* [Your task] Please reproduce the listing in its entirety, exactly as shown.

* [Records provided]
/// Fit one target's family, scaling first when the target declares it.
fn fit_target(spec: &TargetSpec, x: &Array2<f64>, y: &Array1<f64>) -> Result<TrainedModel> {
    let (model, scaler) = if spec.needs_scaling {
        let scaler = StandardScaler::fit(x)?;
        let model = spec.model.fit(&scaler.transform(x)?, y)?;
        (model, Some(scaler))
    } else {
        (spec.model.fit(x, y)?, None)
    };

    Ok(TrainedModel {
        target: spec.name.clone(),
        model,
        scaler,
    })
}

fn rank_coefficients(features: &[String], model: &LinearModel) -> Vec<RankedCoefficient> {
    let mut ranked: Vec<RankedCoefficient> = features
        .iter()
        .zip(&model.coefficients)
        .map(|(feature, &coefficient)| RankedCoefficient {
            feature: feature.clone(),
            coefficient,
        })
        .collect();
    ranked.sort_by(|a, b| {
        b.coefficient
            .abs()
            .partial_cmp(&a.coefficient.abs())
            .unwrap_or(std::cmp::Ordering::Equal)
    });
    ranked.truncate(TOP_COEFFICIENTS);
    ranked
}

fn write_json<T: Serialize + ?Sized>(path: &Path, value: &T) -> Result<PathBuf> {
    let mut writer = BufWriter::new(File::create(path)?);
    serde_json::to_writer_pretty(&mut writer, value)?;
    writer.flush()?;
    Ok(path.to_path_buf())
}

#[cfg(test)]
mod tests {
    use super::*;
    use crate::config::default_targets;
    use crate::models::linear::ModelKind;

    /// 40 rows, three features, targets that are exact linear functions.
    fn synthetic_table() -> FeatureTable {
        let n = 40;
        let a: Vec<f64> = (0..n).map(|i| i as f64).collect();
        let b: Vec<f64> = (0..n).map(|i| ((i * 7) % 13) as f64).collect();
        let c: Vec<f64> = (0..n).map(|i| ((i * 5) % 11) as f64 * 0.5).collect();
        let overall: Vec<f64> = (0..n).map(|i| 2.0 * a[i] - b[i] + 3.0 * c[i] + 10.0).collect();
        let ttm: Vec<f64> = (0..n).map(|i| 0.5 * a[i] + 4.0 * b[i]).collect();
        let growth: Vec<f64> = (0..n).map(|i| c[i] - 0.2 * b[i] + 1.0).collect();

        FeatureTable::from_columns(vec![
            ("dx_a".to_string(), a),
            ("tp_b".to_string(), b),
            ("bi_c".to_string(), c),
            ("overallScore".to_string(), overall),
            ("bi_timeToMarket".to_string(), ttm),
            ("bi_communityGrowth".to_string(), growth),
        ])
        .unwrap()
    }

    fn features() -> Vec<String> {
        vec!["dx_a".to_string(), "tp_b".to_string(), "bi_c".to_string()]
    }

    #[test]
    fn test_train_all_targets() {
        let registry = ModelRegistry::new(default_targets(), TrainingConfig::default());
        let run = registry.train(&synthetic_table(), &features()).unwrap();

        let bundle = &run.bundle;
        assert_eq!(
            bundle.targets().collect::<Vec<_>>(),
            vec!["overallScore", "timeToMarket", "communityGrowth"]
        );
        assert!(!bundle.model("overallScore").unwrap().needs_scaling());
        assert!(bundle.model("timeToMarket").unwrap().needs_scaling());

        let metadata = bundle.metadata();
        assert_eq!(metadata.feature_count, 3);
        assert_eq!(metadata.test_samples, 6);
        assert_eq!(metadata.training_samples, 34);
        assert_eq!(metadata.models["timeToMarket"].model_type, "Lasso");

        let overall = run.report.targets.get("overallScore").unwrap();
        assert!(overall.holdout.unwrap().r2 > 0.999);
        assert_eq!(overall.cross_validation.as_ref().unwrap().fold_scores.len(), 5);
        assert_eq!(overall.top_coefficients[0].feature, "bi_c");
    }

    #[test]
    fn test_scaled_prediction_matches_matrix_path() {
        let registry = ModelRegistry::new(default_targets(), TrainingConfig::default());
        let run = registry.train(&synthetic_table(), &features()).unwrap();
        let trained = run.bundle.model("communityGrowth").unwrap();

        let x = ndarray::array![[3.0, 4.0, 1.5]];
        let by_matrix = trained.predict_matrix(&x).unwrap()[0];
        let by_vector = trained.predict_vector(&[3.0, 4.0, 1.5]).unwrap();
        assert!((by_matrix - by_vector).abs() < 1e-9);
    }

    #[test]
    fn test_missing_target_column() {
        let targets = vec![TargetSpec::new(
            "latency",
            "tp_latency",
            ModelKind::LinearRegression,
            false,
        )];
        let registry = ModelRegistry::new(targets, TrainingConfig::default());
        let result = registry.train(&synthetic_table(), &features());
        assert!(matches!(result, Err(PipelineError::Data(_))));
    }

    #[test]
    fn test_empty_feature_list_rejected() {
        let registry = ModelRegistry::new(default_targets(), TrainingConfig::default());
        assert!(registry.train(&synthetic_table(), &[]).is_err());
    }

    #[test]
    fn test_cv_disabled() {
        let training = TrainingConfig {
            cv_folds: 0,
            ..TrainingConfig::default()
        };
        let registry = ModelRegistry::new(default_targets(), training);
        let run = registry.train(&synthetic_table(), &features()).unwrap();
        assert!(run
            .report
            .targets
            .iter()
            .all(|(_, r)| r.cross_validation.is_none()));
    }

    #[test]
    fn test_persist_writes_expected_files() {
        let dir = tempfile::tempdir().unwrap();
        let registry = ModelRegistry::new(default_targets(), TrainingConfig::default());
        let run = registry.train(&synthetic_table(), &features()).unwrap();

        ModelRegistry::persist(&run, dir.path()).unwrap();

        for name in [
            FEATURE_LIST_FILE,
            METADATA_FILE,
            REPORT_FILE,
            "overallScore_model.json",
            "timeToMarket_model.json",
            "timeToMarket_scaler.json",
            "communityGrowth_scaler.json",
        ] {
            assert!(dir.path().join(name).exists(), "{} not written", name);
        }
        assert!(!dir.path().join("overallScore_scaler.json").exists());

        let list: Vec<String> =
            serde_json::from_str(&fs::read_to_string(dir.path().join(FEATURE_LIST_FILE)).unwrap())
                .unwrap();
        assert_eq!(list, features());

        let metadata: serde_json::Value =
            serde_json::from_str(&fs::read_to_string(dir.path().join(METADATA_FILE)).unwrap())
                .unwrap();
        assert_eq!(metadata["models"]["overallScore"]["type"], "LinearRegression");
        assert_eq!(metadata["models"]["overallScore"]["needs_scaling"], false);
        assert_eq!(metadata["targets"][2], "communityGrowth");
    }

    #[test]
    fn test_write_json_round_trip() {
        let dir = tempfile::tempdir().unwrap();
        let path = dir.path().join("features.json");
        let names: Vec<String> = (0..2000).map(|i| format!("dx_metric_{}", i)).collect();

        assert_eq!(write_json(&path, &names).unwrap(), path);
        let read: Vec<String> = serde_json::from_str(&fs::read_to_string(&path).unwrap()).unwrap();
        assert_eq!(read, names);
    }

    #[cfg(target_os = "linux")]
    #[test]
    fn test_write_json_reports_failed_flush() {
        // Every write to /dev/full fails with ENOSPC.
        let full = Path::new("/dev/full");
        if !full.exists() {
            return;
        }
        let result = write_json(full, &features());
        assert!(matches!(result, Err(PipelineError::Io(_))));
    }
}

* [Response to the task]
/// Fit one target's family, scaling first when the target declares it.
fn fit_target(spec: &TargetSpec, x: &Array2<f64>, y: &Array1<f64>) -> Result<TrainedModel> {
    let (model, scaler) = if spec.needs_scaling {
        let scaler = StandardScaler::fit(x)?;
        let model = spec.model.fit(&scaler.transform(x)?, y)?;
        (model, Some(scaler))
    } else {
        (spec.model.fit(x, y)?, None)
    };

    Ok(TrainedModel {
        target: spec.name.clone(),
        model,
        scaler,
    })
}

fn rank_coefficients(features: &[String], model: &LinearModel) -> Vec<RankedCoefficient> {
    let mut ranked: Vec<RankedCoefficient> = features
        .iter()
        .zip(&model.coefficients)
        .map(|(feature, &coefficient)| RankedCoefficient {
            feature: feature.clone(),
            coefficient,
        })
        .collect();
    ranked.sort_by(|a, b| {
        b.coefficient
            .abs()
            .partial_cmp(&a.coefficient.abs())
            .unwrap_or(std::cmp::Ordering::Equal)
    });
    ranked.truncate(TOP_COEFFICIENTS);
    ranked
}

fn write_json<T: Serialize + ?Sized>(path: &Path, value: &T) -> Result<PathBuf> {
    let mut writer = BufWriter::new(File::create(path)?);
    serde_json::to_writer_pretty(&mut writer, value)?;
    writer.flush()?;
    Ok(path.to_path_buf())
}

#[cfg(test)]
mod tests {
    use super::*;
    use crate::config::default_targets;
    use crate::models::linear::ModelKind;

    /// 40 rows, three features, targets that are exact linear functions.
    fn synthetic_table() -> FeatureTable {
        let n = 40;
        let a: Vec<f64> = (0..n).map(|i| i as f64).collect();
        let b: Vec<f64> = (0..n).map(|i| ((i * 7) % 13) as f64).collect();
        let c: Vec<f64> = (0..n).map(|i| ((i * 5) % 11) as f64 * 0.5).collect();
        let overall: Vec<f64> = (0..n).map(|i| 2.0 * a[i] - b[i] + 3.0 * c[i] + 10.0).collect();
        let ttm: Vec<f64> = (0..n).map(|i| 0.5 * a[i] + 4.0 * b[i]).collect();
        let growth: Vec<f64> = (0..n).map(|i| c[i] - 0.2 * b[i] + 1.0).collect();

        FeatureTable::from_columns(vec![
            ("dx_a".to_string(), a),
            ("tp_b".to_string(), b),
            ("bi_c".to_string(), c),
            ("overallScore".to_string(), overall),
            ("bi_timeToMarket".to_string(), ttm),
            ("bi_communityGrowth".to_string(), growth),
        ])
        .unwrap()
    }

    fn features() -> Vec<String> {
        vec!["dx_a".to_string(), "tp_b".to_string(), "bi_c".to_string()]
    }

    #[test]
    fn test_train_all_targets() {
        let registry = ModelRegistry::new(default_targets(), TrainingConfig::default());
        let run = registry.train(&synthetic_table(), &features()).unwrap();

        let bundle = &run.bundle;
        assert_eq!(
            bundle.targets().collect::<Vec<_>>(),
            vec!["overallScore", "timeToMarket", "communityGrowth"]
        );
        assert!(!bundle.model("overallScore").unwrap().needs_scaling());
        assert!(bundle.model("timeToMarket").unwrap().needs_scaling());

        let metadata = bundle.metadata();
        assert_eq!(metadata.feature_count, 3);
        assert_eq!(metadata.test_samples, 6);
        assert_eq!(metadata.training_samples, 34);
        assert_eq!(metadata.models["timeToMarket"].model_type, "Lasso");

        let overall = run.report.targets.get("overallScore").unwrap();
        assert!(overall.holdout.unwrap().r2 > 0.999);
        assert_eq!(overall.cross_validation.as_ref().unwrap().fold_scores.len(), 5);
        assert_eq!(overall.top_coefficients[0].feature, "bi_c");
    }

    #[test]
    fn test_scaled_prediction_matches_matrix_path() {
        let registry = ModelRegistry::new(default_targets(), TrainingConfig::default());
        let run = registry.train(&synthetic_table(), &features()).unwrap();
        let trained = run.bundle.model("communityGrowth").unwrap();

        let x = ndarray::array![[3.0, 4.0, 1.5]];
        let by_matrix = trained.predict_matrix(&x).unwrap()[0];
        let by_vector = trained.predict_vector(&[3.0, 4.0, 1.5]).unwrap();
        assert!((by_matrix - by_vector).abs() < 1e-9);
    }

    #[test]
    fn test_missing_target_column() {
        let targets = vec![TargetSpec::new(
            "latency",
            "tp_latency",
            ModelKind::LinearRegression,
            false,
        )];
        let registry = ModelRegistry::new(targets, TrainingConfig::default());
        let result = registry.train(&synthetic_table(), &features());
        assert!(matches!(result, Err(PipelineError::Data(_))));
    }

    #[test]
    fn test_empty_feature_list_rejected() {
        let registry = ModelRegistry::new(default_targets(), TrainingConfig::default());
        assert!(registry.train(&synthetic_table(), &[]).is_err());
    }

    #[test]
    fn test_cv_disabled() {
        let training = TrainingConfig {
            cv_folds: 0,
            ..TrainingConfig::default()
        };
        let registry = ModelRegistry::new(default_targets(), training);
        let run = registry.train(&synthetic_table(), &features()).unwrap();
        assert!(run
            .report
            .targets
            .iter()
            .all(|(_, r)| r.cross_validation.is_none()));
    }

    #[test]
    fn test_persist_writes_expected_files() {
        let dir = tempfile::tempdir().unwrap();
        let registry = ModelRegistry::new(default_targets(), TrainingConfig::default());
        let run = registry.train(&synthetic_table(), &features()).unwrap();

        ModelRegistry::persist(&run, dir.path()).unwrap();

        for name in [
            FEATURE_LIST_FILE,
            METADATA_FILE,
            REPORT_FILE,
            "overallScore_model.json",
            "timeToMarket_model.json",
            "timeToMarket_scaler.json",
            "communityGrowth_scaler.json",
        ] {
            assert!(dir.path().join(name).exists(), "{} not written", name);
        }
        assert!(!dir.path().join("overallScore_scaler.json").exists());

        let list: Vec<String> =
            serde_json::from_str(&fs::read_to_string(dir.path().join(FEATURE_LIST_FILE)).unwrap())
                .unwrap();
        assert_eq!(list, features());

        let metadata: serde_json::Value =
            serde_json::from_str(&fs::read_to_string(dir.path().join(METADATA_FILE)).unwrap())
                .unwrap();
        assert_eq!(metadata["models"]["overallScore"]["type"], "LinearRegression");
        assert_eq!(metadata["models"]["overallScore"]["needs_scaling"], false);
        assert_eq!(metadata["targets"][2], "communityGrowth");
    }

    #[test]
    fn test_write_json_round_trip() {
        let dir = tempfile::tempdir().unwrap();
        let path = dir.path().join("features.json");
        let names: Vec<String> = (0..2000).map(|i| format!("dx_metric_{}", i)).collect();

        assert_eq!(write_json(&path, &names).unwrap(), path);
        let read: Vec<String> = serde_json::from_str(&fs::read_to_string(&path).unwrap()).unwrap();
        assert_eq!(read, names);
    }

    #[cfg(target_os = "linux")]
    #[test]
    fn test_write_json_reports_failed_flush() {
        // Every write to /dev/full fails with ENOSPC.
        let full = Path::new("/dev/full");
        if !full.exists() {
            return;
        }
        let result = write_json(full, &features());
        assert!(matches!(result, Err(PipelineError::Io(_))));
    }
}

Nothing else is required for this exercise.